It definitely isn't cheap even at that price, but if you can catch it on sale, it's a worthy way to upgrade your home network to a robust Wi-Fi 6 network. Read our list of the best gaming routers. It's nothing fancy, but it offered near flawless performance for small- to medium-size homes in our tests, and it's a cinch to setup and use thanks to TP-Link's Tether app. Best of all, when tested against other, similar routers from names like Asus and Netgear, the AX21 held its own with faster download speeds, better range, and low latency, too.
Add in a functional bandsteering mode that automatically steers you between the 2. With fast wireless speed, simple setup and helpful, easy-to-use app controls, Google Wifi was our top mesh router pick for the past three years. Its second-gen follow-up, Nest Wifi , is faster, more affordable and just as easy to set up and use. Plus, the range-extending Points double as Google Assistant smart speakers now.

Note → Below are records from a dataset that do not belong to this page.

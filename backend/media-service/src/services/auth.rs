//! Token validation against the remote auth service
//!
//! The auth service owns token verification; this client forwards the
//! caller's bearer token and returns the resolved user id and roles.

use crate::config::AuthConfig;
use crate::error::{AppError, Result};
use crate::models::{lowercase_keys, Roles};
use async_trait::async_trait;
use reqwest::{Client, StatusCode};
use serde::Deserialize;
use std::time::Duration;
use tracing::{debug, warn};

/// Caller identity resolved from a bearer token
#[derive(Debug, Clone)]
pub struct Identity {
    pub user_id: i64,
    pub roles: Roles,
}

#[async_trait]
pub trait TokenValidator: Send + Sync {
    /// Resolve the raw `Authorization` header value into an identity
    async fn validate(&self, authorization: Option<&str>) -> Result<Identity>;
}

#[derive(Debug, Deserialize)]
struct ValidateTokenResponse {
    #[serde(rename = "iduser")]
    user_id: i64,
    #[serde(default)]
    roles: Vec<Option<String>>,
}

#[derive(Debug, Deserialize)]
struct ErrorMessageResponse {
    #[serde(default)]
    message: Option<String>,
}

/// HTTP client for the auth service
pub struct AuthClient {
    http_client: Client,
    validate_url: String,
}

impl AuthClient {
    pub fn new(config: &AuthConfig) -> Result<Self> {
        let http_client = Client::builder()
            .timeout(Duration::from_secs(10))
            .build()
            .map_err(|e| AppError::Internal(format!("Failed to create HTTP client: {e}")))?;

        Ok(Self {
            http_client,
            validate_url: format!(
                "{}/{}",
                config.base_url.trim_end_matches('/'),
                config.validate_token_path.trim_start_matches('/')
            ),
        })
    }
}

#[async_trait]
impl TokenValidator for AuthClient {
    async fn validate(&self, authorization: Option<&str>) -> Result<Identity> {
        let token = bearer_token(authorization)?;

        let response = self
            .http_client
            .get(&self.validate_url)
            .bearer_auth(token)
            .send()
            .await?;
        let status = response.status();
        let body = response.bytes().await?;

        if !status.is_success() {
            let message = parse_json::<ErrorMessageResponse>(&body)
                .ok()
                .and_then(|e| e.message)
                .unwrap_or_else(|| "Token validation error".to_string());
            warn!(status = %status, message = %message, "Token validation rejected");
            return Err(map_rejection(status, message));
        }

        let parsed: ValidateTokenResponse = parse_json(&body)
            .map_err(|e| AppError::Internal(format!("Token validation error: {e}")))?;
        debug!(user_id = parsed.user_id, "Token validated");

        Ok(Identity {
            user_id: parsed.user_id,
            roles: parsed.roles.into_iter().flatten().collect(),
        })
    }
}

/// Strip the `Bearer ` scheme; a missing or empty header is rejected
fn bearer_token(authorization: Option<&str>) -> Result<&str> {
    let raw = authorization.map(str::trim_start).unwrap_or_default();
    let token = raw.strip_prefix("Bearer ").unwrap_or(raw).trim();
    if token.is_empty() {
        return Err(AppError::Unauthenticated("Invalid token".to_string()));
    }
    Ok(token)
}

fn parse_json<T: serde::de::DeserializeOwned>(body: &[u8]) -> serde_json::Result<T> {
    let value: serde_json::Value = serde_json::from_slice(body)?;
    serde_json::from_value(lowercase_keys(value))
}

fn map_rejection(status: StatusCode, message: String) -> AppError {
    match status {
        StatusCode::UNAUTHORIZED => AppError::Unauthenticated(message),
        StatusCode::FORBIDDEN => AppError::Unauthorized(message),
        StatusCode::NOT_FOUND => AppError::NotFound(message),
        s if s.is_client_error() => AppError::BadRequest(message),
        _ => AppError::Internal(message),
    }
}

#[cfg(test)]
mod tests {
    use super::*;

    #[test]
    fn test_bearer_token() {
        assert_eq!(bearer_token(Some("Bearer abc")).unwrap(), "abc");
        assert_eq!(bearer_token(Some("abc")).unwrap(), "abc");
        assert!(matches!(bearer_token(None), Err(AppError::Unauthenticated(_))));
        assert!(matches!(bearer_token(Some("Bearer  ")), Err(AppError::Unauthenticated(_))));
    }

    #[test]
    fn test_parse_validate_response_case_insensitive() {
        let body = br#"{"IDUser": 42, "Roles": ["developer", null, "member"]}"#;
        let parsed: ValidateTokenResponse = parse_json(body).unwrap();
        assert_eq!(parsed.user_id, 42);
        let roles: Roles = parsed.roles.into_iter().flatten().collect();
        assert!(roles.contains("developer"));
        assert!(roles.contains("member"));
    }

    #[test]
    fn test_map_rejection() {
        assert!(matches!(
            map_rejection(StatusCode::UNAUTHORIZED, "x".into()),
            AppError::Unauthenticated(_)
        ));
        assert!(matches!(
            map_rejection(StatusCode::FORBIDDEN, "x".into()),
            AppError::Unauthorized(_)
        ));
        assert!(matches!(
            map_rejection(StatusCode::BAD_GATEWAY, "x".into()),
            AppError::Internal(_)
        ));
    }
}
use actix_web::HttpResponse;
use once_cell::sync::Lazy;
use prometheus::{Encoder, IntCounterVec, Opts, TextEncoder};

static UPLOAD_EVENTS_TOTAL: Lazy<IntCounterVec> = Lazy::new(|| {
    let counter = IntCounterVec::new(
        Opts::new(
            "media_service_upload_events_total",
            "Upload events consumed from Kafka, by image class and outcome",
        ),
        &["class", "outcome"],
    )
    .expect("failed to create media_service_upload_events_total");
    prometheus::default_registry()
        .register(Box::new(counter.clone()))
        .expect("failed to register media_service_upload_events_total");
    counter
});

static DIRECT_UPLOADS_TOTAL: Lazy<IntCounterVec> = Lazy::new(|| {
    let counter = IntCounterVec::new(
        Opts::new(
            "media_service_direct_uploads_total",
            "Synchronous uploads, by image class and status",
        ),
        &["class", "status"],
    )
    .expect("failed to create media_service_direct_uploads_total");
    prometheus::default_registry()
        .register(Box::new(counter.clone()))
        .expect("failed to register media_service_direct_uploads_total");
    counter
});

static NOTIFICATIONS_TOTAL: Lazy<IntCounterVec> = Lazy::new(|| {
    let counter = IntCounterVec::new(
        Opts::new(
            "media_service_notifications_total",
            "Notification publish attempts, by status",
        ),
        &["status"],
    )
    .expect("failed to create media_service_notifications_total");
    prometheus::default_registry()
        .register(Box::new(counter.clone()))
        .expect("failed to register media_service_notifications_total");
    counter
});

pub fn record_upload_event(class: &str, outcome: &str) {
    UPLOAD_EVENTS_TOTAL.with_label_values(&[class, outcome]).inc();
}

pub fn record_direct_upload(class: &str, status: &str) {
    DIRECT_UPLOADS_TOTAL.with_label_values(&[class, status]).inc();
}

pub fn record_notification(status: &str) {
    NOTIFICATIONS_TOTAL.with_label_values(&[status]).inc();
}

pub async fn serve_metrics() -> HttpResponse {
    let encoder = TextEncoder::new();
    let metric_families = prometheus::gather();

    let mut buffer = Vec::new();
    if let Err(err) = encoder.encode(&metric_families, &mut buffer) {
        return HttpResponse::InternalServerError().body(err.to_string());
    }

    HttpResponse::Ok()
        .content_type(encoder.format_type())
        .body(buffer)
}
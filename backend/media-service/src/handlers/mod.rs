/// HTTP handlers for media-service
///
/// - Images: direct uploads, deletion, lookup and listing
/// - Health: liveness and readiness probes
pub mod health;
pub mod images;

pub use health::{health, live, ready};
pub use images::{
    delete_image, get_image, list_images, upload_avatar, upload_post, UploadLimits,
};

use crate::config::CorsConfig;
use crate::metrics;
use actix_cors::Cors;
use actix_web::web;

/// CORS layer from the configured origin allow-list; `*` admits any origin
pub fn cors(config: &CorsConfig) -> Cors {
    let mut cors = Cors::default();
    for origin in &config.allowed_origins {
        if origin == "*" {
            cors = cors.allow_any_origin();
        } else {
            cors = cors.allowed_origin(origin);
        }
    }
    cors.allow_any_method().allow_any_header().max_age(3600)
}

/// Register every route on an actix app
pub fn configure(cfg: &mut web::ServiceConfig) {
    cfg.route("/health", web::get().to(health))
        .route("/health/live", web::get().to(live))
        .route("/health/ready", web::get().to(ready))
        .route("/metrics", web::get().to(metrics::serve_metrics))
        .service(
            web::scope("/image")
                .route("", web::get().to(list_images))
                .route("/upload/avatar", web::post().to(upload_avatar))
                .route("/upload/post", web::post().to(upload_post))
                .route("/delete/{file_name}", web::post().to(delete_image))
                .route("/{file_name}", web::get().to(get_image)),
        );
}

#[cfg(test)]
mod tests {
    use super::*;
    use crate::error::{AppError, Result};
    use crate::models::Roles;
    use crate::services::{Identity, ImageProcessor, ImageService, ImageStore, TokenValidator};
    use actix_web::{http::StatusCode, test, App};
    use async_trait::async_trait;
    use bytes::Bytes;
    use image::{DynamicImage, ImageOutputFormat, Rgb, RgbImage};
    use std::io::Cursor;
    use std::sync::Arc;

    const BOUNDARY: &str = "media-test-boundary";

    /// Treats the bearer token as a comma-separated role list
    struct RolesFromToken;

    #[async_trait]
    impl TokenValidator for RolesFromToken {
        async fn validate(&self, authorization: Option<&str>) -> Result<Identity> {
            let token = authorization
                .and_then(|h| h.strip_prefix("Bearer "))
                .ok_or_else(|| AppError::Unauthenticated("Invalid token".to_string()))?;
            Ok(Identity {
                user_id: 7,
                roles: Roles::new(token.split(',')),
            })
        }
    }

    fn jpeg(width: u32, height: u32) -> Vec<u8> {
        let mut buf = Vec::new();
        DynamicImage::ImageRgb8(RgbImage::from_pixel(width, height, Rgb([40, 80, 120])))
            .write_to(&mut Cursor::new(&mut buf), ImageOutputFormat::Jpeg(85))
            .unwrap();
        buf
    }

    fn multipart_body(field: &str, file_name: &str, data: &[u8]) -> Vec<u8> {
        let mut body = format!(
            "--{BOUNDARY}\r\nContent-Disposition: form-data; name=\"{field}\"; filename=\"{file_name}\"\r\nContent-Type: application/octet-stream\r\n\r\n"
        )
        .into_bytes();
        body.extend_from_slice(data);
        body.extend_from_slice(format!("\r\n--{BOUNDARY}--\r\n").as_bytes());
        body
    }

    fn upload_request(uri: &str, token: Option<&str>, body: Vec<u8>) -> test::TestRequest {
        let mut req = test::TestRequest::post().uri(uri).insert_header((
            "content-type",
            format!("multipart/form-data; boundary={BOUNDARY}"),
        ));
        if let Some(token) = token {
            req = req.insert_header(("authorization", format!("Bearer {token}")));
        }
        req.set_payload(body)
    }

    macro_rules! app {
        ($dir:expr) => {
            app!($dir, ["*"])
        };
        ($dir:expr, $origins:expr) => {{
            let cors_config = CorsConfig {
                allowed_origins: $origins.iter().map(|o: &&str| o.to_string()).collect(),
            };
            let store = ImageStore::open($dir.path()).unwrap();
            let processor = Arc::new(ImageProcessor::new(store));
            let images = ImageService::new(processor, Some(Bytes::from_static(b"default-avatar")));
            let auth: Arc<dyn TokenValidator> = Arc::new(RolesFromToken);
            test::init_service(
                App::new()
                    .wrap(cors(&cors_config))
                    .app_data(web::Data::new(images))
                    .app_data(web::Data::from(auth))
                    .app_data(web::Data::new(UploadLimits { max_bytes: 1024 * 1024 }))
                    .configure(configure),
            )
            .await
        }};
    }

    #[actix_web::test]
    async fn test_upload_avatar_then_fetch() {
        let dir = tempfile::tempdir().unwrap();
        let app = app!(dir);

        let body = multipart_body("file", "me.jpg", &jpeg(640, 480));
        let resp = test::call_service(
            &app,
            upload_request("/image/upload/avatar", Some("developer"), body).to_request(),
        )
        .await;
        assert_eq!(resp.status(), StatusCode::OK);
        let json: serde_json::Value = test::read_body_json(resp).await;
        let name = json["image"].as_str().unwrap().to_string();
        assert!(name.starts_with("7_") && name.ends_with(".png"));

        let resp = test::call_service(
            &app,
            test::TestRequest::get().uri(&format!("/image/{name}")).to_request(),
        )
        .await;
        assert_eq!(resp.status(), StatusCode::OK);
        assert_eq!(resp.headers().get("content-type").unwrap(), "image/png");
        let png = test::read_body(resp).await;
        let decoded = image::load_from_memory(&png).unwrap();
        assert_eq!((decoded.width(), decoded.height()), (120, 90));
    }

    #[actix_web::test]
    async fn test_upload_rejections() {
        let dir = tempfile::tempdir().unwrap();
        let app = app!(dir);

        let cases = [
            ("developer", multipart_body("other", "me.jpg", &jpeg(10, 10)), StatusCode::BAD_REQUEST),
            ("developer", multipart_body("file", "me.jpg", b""), StatusCode::BAD_REQUEST),
            ("developer", multipart_body("file", "anim.gif", &jpeg(10, 10)), StatusCode::UNSUPPORTED_MEDIA_TYPE),
            ("developer", multipart_body("file", "fake.png", b"not an image"), StatusCode::BAD_REQUEST),
            ("member", multipart_body("file", "me.jpg", &jpeg(10, 10)), StatusCode::FORBIDDEN),
        ];
        for (roles, body, expected) in cases {
            let resp = test::call_service(
                &app,
                upload_request("/image/upload/post", Some(roles), body).to_request(),
            )
            .await;
            assert_eq!(resp.status(), expected);
        }
        assert_eq!(std::fs::read_dir(dir.path()).unwrap().count(), 0);
    }

    #[actix_web::test]
    async fn test_upload_over_limit() {
        let dir = tempfile::tempdir().unwrap();
        let app = app!(dir);

        let body = multipart_body("file", "big.png", &vec![0u8; 2 * 1024 * 1024]);
        let resp = test::call_service(
            &app,
            upload_request("/image/upload/post", Some("developer"), body).to_request(),
        )
        .await;
        assert_eq!(resp.status(), StatusCode::BAD_REQUEST);
    }

    #[actix_web::test]
    async fn test_upload_without_token() {
        let dir = tempfile::tempdir().unwrap();
        let app = app!(dir);

        let body = multipart_body("file", "me.jpg", &jpeg(10, 10));
        let resp = test::call_service(
            &app,
            upload_request("/image/upload/avatar", None, body).to_request(),
        )
        .await;
        assert_eq!(resp.status(), StatusCode::UNAUTHORIZED);
    }

    #[actix_web::test]
    async fn test_default_avatar_and_missing_image() {
        let dir = tempfile::tempdir().unwrap();
        let app = app!(dir);

        for uri in ["/image/default", "/image/default.png"] {
            let resp = test::call_service(&app, test::TestRequest::get().uri(uri).to_request()).await;
            assert_eq!(resp.status(), StatusCode::OK);
            assert_eq!(test::read_body(resp).await, Bytes::from_static(b"default-avatar"));
        }

        let resp = test::call_service(
            &app,
            test::TestRequest::get().uri("/image/nope").to_request(),
        )
        .await;
        assert_eq!(resp.status(), StatusCode::NOT_FOUND);
    }

    #[actix_web::test]
    async fn test_list_and_delete() {
        let dir = tempfile::tempdir().unwrap();
        std::fs::write(dir.path().join("a.png"), b"x").unwrap();
        let app = app!(dir);

        let list = |token: &str| {
            test::TestRequest::get()
                .uri("/image")
                .insert_header(("authorization", format!("Bearer {token}")))
                .to_request()
        };

        let resp = test::call_service(&app, list("developer")).await;
        assert_eq!(resp.status(), StatusCode::FORBIDDEN);

        let resp = test::call_service(&app, list("administrator")).await;
        assert_eq!(resp.status(), StatusCode::OK);
        let json: serde_json::Value = test::read_body_json(resp).await;
        assert_eq!(json, serde_json::json!({ "images": ["a.png"] }));

        let resp = test::call_service(
            &app,
            test::TestRequest::post()
                .uri("/image/delete/a")
                .insert_header(("authorization", "Bearer developer"))
                .to_request(),
        )
        .await;
        assert_eq!(resp.status(), StatusCode::OK);
        let json: serde_json::Value = test::read_body_json(resp).await;
        assert_eq!(json, serde_json::json!({ "message": "Image deleted" }));
        assert!(!dir.path().join("a.png").exists());
    }

    #[actix_web::test]
    async fn test_cors_allows_configured_origins() {
        let dir = tempfile::tempdir().unwrap();
        let app = app!(dir);

        let resp = test::call_service(
            &app,
            test::TestRequest::get()
                .uri("/image/default")
                .insert_header(("origin", "https://app.example.com"))
                .to_request(),
        )
        .await;
        assert_eq!(resp.status(), StatusCode::OK);
        assert_eq!(
            resp.headers().get("access-control-allow-origin").unwrap(),
            "https://app.example.com"
        );

        let dir = tempfile::tempdir().unwrap();
        let app = app!(dir, ["https://app.example.com"]);

        let resp = test::call_service(
            &app,
            test::TestRequest::default()
                .method(actix_web::http::Method::OPTIONS)
                .uri("/image/upload/avatar")
                .insert_header(("origin", "https://app.example.com"))
                .insert_header(("access-control-request-method", "POST"))
                .to_request(),
        )
        .await;
        assert_eq!(resp.status(), StatusCode::OK);
        assert_eq!(
            resp.headers().get("access-control-allow-origin").unwrap(),
            "https://app.example.com"
        );

        let resp = test::call_service(
            &app,
            test::TestRequest::get()
                .uri("/image/default")
                .insert_header(("origin", "https://evil.example.com"))
                .to_request(),
        )
        .await;
        assert!(resp.headers().get("access-control-allow-origin").is_none());
    }

    #[actix_web::test]
    async fn test_health() {
        let dir = tempfile::tempdir().unwrap();
        let app = app!(dir);

        for uri in ["/health", "/health/live", "/health/ready"] {
            let resp = test::call_service(&app, test::TestRequest::get().uri(uri).to_request()).await;
            assert_eq!(resp.status(), StatusCode::OK);
        }
    }
}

That, coupled with a new design that comes in multiple colors, is aimed at getting you to keep these things out in the open, where they'll perform better.
It doesn't support Wi-Fi 6 and Nest's range-extending satellite devices don't have Ethernet ports, which means you can't wire them back to the Wi-Fi router , but Nest Wifi does add in a couple of current-gen upgrades, including support for new WPA3 security standards and also 4X4 MU-MIMO connections, which means that this mesh Wi-Fi router can provide faster top speeds to devices that use multiple Wi-Fi antennas.
All of that helps Nest's mesh router punch above its weight and outperform most other mesh routers with similar specs. Read our Nest Wifi review. It isn't as fully featured as systems like Nest Wifi, and the app controls you'll use to set everything up aren't nearly as slick -- but aside from that, the new, budget-friendly Netgear Orbi system stands out as a clear value pick in the mesh category. In fact, of those three systems, Netgear Orbi clocked in with the fastest average top speed at close range -- and when we put that range to the test with smart devices at the CNET Smart Home , it edged those two Wi-Fi systems out with a faster router speed once again.
I even like the new design, with clever contours on top that vent out heat in style. Read our Netgear Orbi review. With a second 5GHz band serving as a dedicated backhaul for system transmissions between the router and its satellites -- at full Wi-Fi 6 speeds, mind you -- the system managed to ace our performance tests. To be exact, the system returned average Wi-Fi speeds of Mbps when I spent a few days testing the speeds and signal strength in various rooms at my home, where I have a fiber internet plan of Mbps from my Internet service provider.
That's a near perfect result, and one that no other mesh system I've tested has been able to match. I think most will find better value with something less expensive -- and you've got a growing number of options to that effect hitting the market this year.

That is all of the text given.